YOUR OBJECTIVE: Word for word, transcribe the material below from its first line to the line with "score += VERIFIED_TRUST;", both included.

RECORDS TO USE:
//! Independent [0,1] calculators for the non-name signals.
//!
//! Each calculator degrades to a documented default when the candidate lacks
//! the field it reads; none of them can fail.

use ahash::{AHashMap, AHashSet};
use chrono::{DateTime, Duration, Utc};

use crate::model::{Candidate, RankingHints};
use crate::normalize::{NormalizedNames, PreparedKeywords};

/// Score returned when a signal has nothing to judge.
pub const NEUTRAL: f64 = 0.5;

const DAYS_PER_YEAR: i64 = 365;

// === ACCOUNT TRUST ===

const VERIFIED_TRUST: f64 = 0.4;
const AGE_UNKNOWN_TRUST: f64 = 0.15;
const LONG_BIO_TRUST: f64 = 0.3;
const SHORT_BIO_TRUST: f64 = 0.15;

/// Trust bonus for account age, oldest bracket first.
fn age_trust(created_at: Option<DateTime<Utc>>, now: DateTime<Utc>) -> f64 {
    let Some(created_at) = created_at else {
        return AGE_UNKNOWN_TRUST;
    };
    let age = now.signed_duration_since(created_at);
    if age >= Duration::days(3 * DAYS_PER_YEAR) {
        0.3
    } else if age >= Duration::days(DAYS_PER_YEAR) {
        0.2
    } else if age >= Duration::days(90) {
        0.1
    } else {
        0.0
    }
}

/// Account trust: verification, age and whether a bio was written.
pub fn account_signal(candidate: &Candidate, now: DateTime<Utc>) -> f64 {
    let mut score = 0.0;
    if candidate.verified {
        score += VERIFIED_TRUST;
    }
    score += age_trust(candidate.created_at, now);
    if let Some(bio) = candidate.bio_text() {
        score += if bio.chars().count() > 10 {
            LONG_BIO_TRUST
        } else {
            SHORT_BIO_TRUST
        };
    }
    score.min(1.0)
}

// === KEYWORD HITS ===

/// Fraction of hint keywords found in the bio, case-insensitively.
///
/// Neutral when no keywords were supplied, zero when there is no bio to
/// search.
pub fn keyword_signal(candidate: &Candidate, keywords: Option<&PreparedKeywords>) -> f64 {
    let Some(keywords) = keywords.map(PreparedKeywords::as_slice) else {
        return NEUTRAL;
    };
    let Some(bio) = candidate.bio_text() else {
        return 0.0;
    };

    let bio = bio.to_lowercase();
    let hits = keywords.iter().filter(|kw| bio.contains(kw.as_str())).count();
    ratio(hits, keywords.len()).min(1.0)
}

// === GROUP OVERLAP ===

/// Strategy for the group-overlap signal.
///
/// Implementations must not reach out to the network; memberships have to be
/// fetched by the caller before ranking.
pub trait GroupOverlap: Send + Sync {
    fn score(&self, candidate: &Candidate, hints: Option<&RankingHints>) -> f64;
}

/// Always neutral. Used when no membership data is available.
#[derive(Clone, Copy, Debug, Default)]
pub struct NeutralGroupOverlap;

impl GroupOverlap for NeutralGroupOverlap {
    fn score(&self, _candidate: &Candidate, _hints: Option<&RankingHints>) -> f64 {
        NEUTRAL
    }
}

/// Overlap against pre-fetched group memberships, keyed by candidate id.
#[derive(Clone, Debug, Default)]
pub struct MembershipOverlap {
    memberships: AHashMap<u64, AHashSet<String>>,
}

impl MembershipOverlap {
    pub fn new() -> Self {
        Self::default()
    }

    /// Record the groups a candidate belongs to. Repeated calls accumulate.
    pub fn insert<I, S>(&mut self, candidate_id: u64, groups: I)
    where
        I: IntoIterator<Item = S>,
        S: Into<String>,
    {
        self.memberships
            .entry(candidate_id)
            .or_default()
            .extend(groups.into_iter().map(Into::into));
    }
}

impl<S: Into<String>> FromIterator<(u64, Vec<S>)> for MembershipOverlap {
    fn from_iter<T: IntoIterator<Item = (u64, Vec<S>)>>(iter: T) -> Self {
        let mut overlap = Self::new();
        for (id, groups) in iter {
            overlap.insert(id, groups);
        }
        overlap
    }
}

impl GroupOverlap for MembershipOverlap {
    /// Fraction of distinct hinted groups the candidate belongs to. Neutral
    /// when there are no hinted groups or no membership data for the candidate.
    fn score(&self, candidate: &Candidate, hints: Option<&RankingHints>) -> f64 {
        let Some(group_ids) = hints.and_then(RankingHints::group_id_list) else {
            return NEUTRAL;
        };
        let Some(groups) = self.memberships.get(&candidate.id) else {
            return NEUTRAL;
        };

        let wanted: AHashSet<&str> = group_ids.iter().map(String::as_str).collect();
        let shared = wanted.iter().filter(|g| groups.contains(**g)).count();
        ratio(shared, wanted.len())
    }
}

// === PROFILE COMPLETENESS ===

const DISTINCT_DISPLAY_NAME: f64 = 0.3;
const VERIFIED_COMPLETENESS: f64 = 0.3;

fn bio_completeness(bio: Option<&str>) -> f64 {
    match bio.map(|b| b.chars().count()) {
        Some(len) if len > 50 => 0.4,
        Some(len) if len > 10 => 0.3,
        Some(_) => 0.1,
        None => 0.0,
    }
}

/// How filled-in the profile looks.
pub fn completeness_signal(candidate: &Candidate, names: &NormalizedNames) -> f64 {
    let mut score = 0.0;
    if names.differ() {
        score += DISTINCT_DISPLAY_NAME;
    }
    score += bio_completeness(candidate.bio_text());
    if candidate.verified {
        score += VERIFIED_COMPLETENESS;
    }
    score.min(1.0)
}

/// `part / whole` as f64; zero when `whole` is zero.
fn ratio(part: usize, whole: usize) -> f64 {
    if whole == 0 {
        return 0.0;
    }
    part as f64 / whole as f64
}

RESULT BELOW:
//! Independent [0,1] calculators for the non-name signals.
//!
//! Each calculator degrades to a documented default when the candidate lacks
//! the field it reads; none of them can fail.

use ahash::{AHashMap, AHashSet};
use chrono::{DateTime, Duration, Utc};

use crate::model::{Candidate, RankingHints};
use crate::normalize::{NormalizedNames, PreparedKeywords};

/// Score returned when a signal has nothing to judge.
pub const NEUTRAL: f64 = 0.5;

const DAYS_PER_YEAR: i64 = 365;

// === ACCOUNT TRUST ===

const VERIFIED_TRUST: f64 = 0.4;
const AGE_UNKNOWN_TRUST: f64 = 0.15;
const LONG_BIO_TRUST: f64 = 0.3;
const SHORT_BIO_TRUST: f64 = 0.15;

/// Trust bonus for account age, oldest bracket first.
fn age_trust(created_at: Option<DateTime<Utc>>, now: DateTime<Utc>) -> f64 {
    let Some(created_at) = created_at else {
        return AGE_UNKNOWN_TRUST;
    };
    let age = now.signed_duration_since(created_at);
    if age >= Duration::days(3 * DAYS_PER_YEAR) {
        0.3
    } else if age >= Duration::days(DAYS_PER_YEAR) {
        0.2
    } else if age >= Duration::days(90) {
        0.1
    } else {
        0.0
    }
}

/// Account trust: verification, age and whether a bio was written.
pub fn account_signal(candidate: &Candidate, now: DateTime<Utc>) -> f64 {
    let mut score = 0.0;
    if candidate.verified {
        score += VERIFIED_TRUST;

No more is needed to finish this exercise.